TASK PROMPT: Restate word for word every line from the top of the data below down through the line that holds "pub const EXIT_WINDOW: Duration".

Stored data:
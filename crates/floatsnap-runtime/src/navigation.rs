#![forbid(unsafe_code)]

//! Screen back stack for a single container.
//!
//! [`NavigationStack`] keeps a *base* screen (the container content that is
//! not on the back stack) and a back stack of screens pushed with
//! [`replace_to_stack`](NavigationStack::replace_to_stack). The current
//! screen is the top of the back stack, or the base when it is empty.
//!
//! # Invariants
//!
//! 1. `back_stack_count()` equals the number of stacked screens; popping
//!    never touches the base.
//! 2. Every navigation hides the soft keyboard, unless
//!    [`skip_next_auto_hide`](NavigationStack::skip_next_auto_hide) was
//!    called since the last navigation. The flag is consumed by exactly one
//!    navigation.
//! 3. [`replace`](NavigationStack::replace) keeps the stack depth: with a
//!    non-empty stack it swaps the top entry.
//!
//! # Failure Modes
//!
//! - Positions, amounts and tags that match nothing leave the stack
//!   unchanged (amounts larger than the stack clear it).

use tracing::debug;
use web_time::{Duration, Instant};

use crate::soft_input::SoftInput;

/// Second back press within this window exits.
pub const EXIT_WINDOW: Duration = Duration::from_secs(3);

/// A screen shown in the container.
pub trait Screen {
    /// Identifier used by the tag-based lookups and pops.
    fn tag(&self) -> &str;

    /// Handle a back press. Return `true` to consume it.
    fn on_back_pressed(&mut self) -> bool {
        false
    }
}

/// Enter/exit animation pair of a navigation. Pops play it in reverse.
#[derive(Debug, Clone, Copy, PartialEq, Eq, Hash, Default)]
pub enum Transition {
    #[default]
    None,
    Fade,
    TransitFade,
    TransitOpen,
    RightInLeftOut,
    LeftInRightOut,
    /// Like `RightInLeftOut`, the outgoing screen moves 70% of the width.
    RightInLeftOut70,
    /// Like `LeftInRightOut`, the outgoing screen moves 70% of the width.
    LeftInRightOut70,
}

impl Transition {
    /// Animation used when the navigation is popped.
    #[must_use]
    pub const fn reversed(self) -> Transition {
        match self {
            Transition::RightInLeftOut => Transition::LeftInRightOut,
            Transition::LeftInRightOut => Transition::RightInLeftOut,
            Transition::RightInLeftOut70 => Transition::LeftInRightOut70,
            Transition::LeftInRightOut70 => Transition::RightInLeftOut70,
            other => other,
        }
    }
}

/// A screen and the transition that brought it in.
#[derive(Debug, Clone, PartialEq)]
pub struct Entry<S> {
    pub screen: S,
    pub transition: Transition,
}

/// Result of [`NavigationStack::on_back_pressed`].
#[derive(Debug, Clone, Copy, PartialEq, Eq)]
pub enum BackPressOutcome {
    /// The current screen handled it.
    Consumed,
    /// The top of the back stack was popped.
    Popped,
    /// Nothing to pop; the host should hint that another press exits.
    ExitHint,
    /// Second press within [`EXIT_WINDOW`]; the host should exit.
    Exit,
}

/// Back stack plus soft-keyboard auto-hide.
#[derive(Debug)]
pub struct NavigationStack<S, I> {
    base: Option<Entry<S>>,
    stack: Vec<Entry<S>>,
    soft_input: I,
    skip_auto_hide: bool,
    exit_armed_at: Option<Instant>,
}

impl<S: Screen, I: SoftInput> NavigationStack<S, I> {
    #[must_use]
    pub fn new(soft_input: I) -> Self {
        Self {
            base: None,
            stack: Vec::new(),
            soft_input,
            skip_auto_hide: false,
            exit_armed_at: None,
        }
    }

    #[inline]
    #[must_use]
    pub fn back_stack_count(&self) -> usize {
        self.stack.len()
    }

    /// The visible screen.
    #[must_use]
    pub fn current(&self) -> Option<&S> {
        self.current_entry().map(|e| &e.screen)
    }

    pub fn current_mut(&mut self) -> Option<&mut S> {
        match self.stack.last_mut() {
            Some(entry) => Some(&mut entry.screen),
            None => self.base.as_mut().map(|e| &mut e.screen),
        }
    }

    /// The visible screen with its transition.
    #[must_use]
    pub fn current_entry(&self) -> Option<&Entry<S>> {
        self.stack.last().or(self.base.as_ref())
    }

    /// Most recently added screen with `tag`.
    #[must_use]
    pub fn find_by_tag(&self, tag: &str) -> Option<&S> {
        self.stack
            .iter()
            .rev()
            .chain(self.base.iter())
            .map(|e| &e.screen)
            .find(|s| s.tag() == tag)
    }

    #[must_use]
    pub fn soft_input(&self) -> &I {
        &self.soft_input
    }

    pub fn soft_input_mut(&mut self) -> &mut I {
        &mut self.soft_input
    }

    /// Keep the keyboard open across the next navigation only.
    pub fn skip_next_auto_hide(&mut self) {
        self.skip_auto_hide = true;
    }

    /// Show `screen` without growing the back stack. Returns the screen it
    /// replaced.
    pub fn replace(&mut self, screen: S, transition: Transition) -> Option<S> {
        self.auto_hide();
        self.replace_quiet(Entry { screen, transition })
    }

    /// Show `screen` on top of the back stack.
    pub fn replace_to_stack(&mut self, screen: S, transition: Transition) {
        self.auto_hide();
        debug!(tag = screen.tag(), depth = self.stack.len() + 1, "push screen");
        self.stack.push(Entry { screen, transition });
    }

    /// Clear the back stack, then replace the base with `screen`.
    pub fn replace_and_clear_back_stack(&mut self, screen: S, transition: Transition) -> Vec<S> {
        let mut removed = self.clear_back_stack();
        if let Some(old) = self.replace(screen, transition) {
            removed.push(old);
        }
        removed
    }

    /// Pop every stacked screen, topmost last in the returned list.
    pub fn clear_back_stack(&mut self) -> Vec<S> {
        self.truncate(0)
    }

    /// Pop the top screen.
    pub fn pop_last(&mut self) -> Option<S> {
        self.auto_hide();
        let entry = self.stack.pop()?;
        debug!(tag = entry.screen.tag(), depth = self.stack.len(), "pop screen");
        Some(entry.screen)
    }

    /// Pop the entry at `position` (0 = bottom of the back stack) and
    /// everything above it.
    pub fn pop_to_position(&mut self, position: usize) -> Vec<S> {
        self.auto_hide();
        if position >= self.stack.len() {
            return Vec::new();
        }
        self.truncate(position)
    }

    /// Pop the top `amount` screens.
    pub fn pop_by_amount(&mut self, amount: usize) -> Vec<S> {
        self.auto_hide();
        if amount == 0 {
            return Vec::new();
        }
        self.truncate(self.stack.len().saturating_sub(amount))
    }

    /// Pop until the most recent screen with `tag` is on top. Nothing is
    /// popped when no stacked screen has `tag`.
    pub fn pop_to(&mut self, tag: &str) -> Vec<S> {
        self.auto_hide();
        match self.position_of(tag) {
            Some(position) => self.truncate(position + 1),
            None => Vec::new(),
        }
    }

    /// Like [`pop_to`](Self::pop_to), then pop the tagged screen as well.
    pub fn pop_to_and_remove(&mut self, tag: &str) -> Vec<S> {
        self.auto_hide();
        match self.position_of(tag) {
            Some(position) => self.truncate(position),
            None => Vec::new(),
        }
    }

    /// Route a back press.
    ///
    /// The current screen gets the first chance to consume it. With an
    /// empty back stack the first press arms an [`EXIT_WINDOW`] and returns
    /// [`BackPressOutcome::ExitHint`]; a second press inside the window
    /// returns [`BackPressOutcome::Exit`].
    pub fn on_back_pressed(&mut self, now: Instant) -> BackPressOutcome {
        if self.current_mut().is_some_and(|s| s.on_back_pressed()) {
            return BackPressOutcome::Consumed;
        }
        if !self.stack.is_empty() {
            self.pop_last();
            self.exit_armed_at = None;
            return BackPressOutcome::Popped;
        }
        match self.exit_armed_at.take() {
            Some(armed) if now.saturating_duration_since(armed) < EXIT_WINDOW => {
                debug!("second back press, exit");
                BackPressOutcome::Exit
            }
            _ => {
                self.exit_armed_at = Some(now);
                BackPressOutcome::ExitHint
            }
        }
    }

    // -----------------------------------------------------------------------

    fn auto_hide(&mut self) {
        if self.skip_auto_hide {
            self.skip_auto_hide = false;
            debug!("auto-hide skipped once");
            return;
        }
        self.soft_input.hide_if_visible();
    }

    fn replace_quiet(&mut self, entry: Entry<S>) -> Option<S> {
        debug!(tag = entry.screen.tag(), depth = self.stack.len(), "replace screen");
        let slot = match self.stack.last_mut() {
            Some(top) => top,
            None => match self.base.as_mut() {
                Some(base) => base,
                None => {
                    self.base = Some(entry);
                    return None;
                }
            },
        };
        Some(std::mem::replace(slot, entry).screen)
    }

    fn position_of(&self, tag: &str) -> Option<usize> {
        self.stack.iter().rposition(|e| e.screen.tag() == tag)
    }

    fn truncate(&mut self, len: usize) -> Vec<S> {
        if len >= self.stack.len() {
            return Vec::new();
        }
        let removed: Vec<S> = self.stack.drain(len..).map(|e| e.screen).collect();
        debug!(popped = removed.len(), depth = self.stack.len(), "pop screens");
        removed
    }
}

OUTPUT OF THE EXERCISE:
filename crates/floatsnap-runtime/src/navigation.rs
#![forbid(unsafe_code)]

//! Screen back stack for a single container.
//!
//! [`NavigationStack`] keeps a *base* screen (the container content that is
//! not on the back stack) and a back stack of screens pushed with
//! [`replace_to_stack`](NavigationStack::replace_to_stack). The current
//! screen is the top of the back stack, or the base when it is empty.
//!
//! # Invariants
//!
//! 1. `back_stack_count()` equals the number of stacked screens; popping
//!    never touches the base.
//! 2. Every navigation hides the soft keyboard, unless
//!    [`skip_next_auto_hide`](NavigationStack::skip_next_auto_hide) was
//!    called since the last navigation. The flag is consumed by exactly one
//!    navigation.
//! 3. [`replace`](NavigationStack::replace) keeps the stack depth: with a
//!    non-empty stack it swaps the top entry.
//!
//! # Failure Modes
//!
//! - Positions, amounts and tags that match nothing leave the stack
//!   unchanged (amounts larger than the stack clear it).

use tracing::debug;
use web_time::{Duration, Instant};

use crate::soft_input::SoftInput;

/// Second back press within this window exits.
pub const EXIT_WINDOW: Duration = Duration::from_secs(3);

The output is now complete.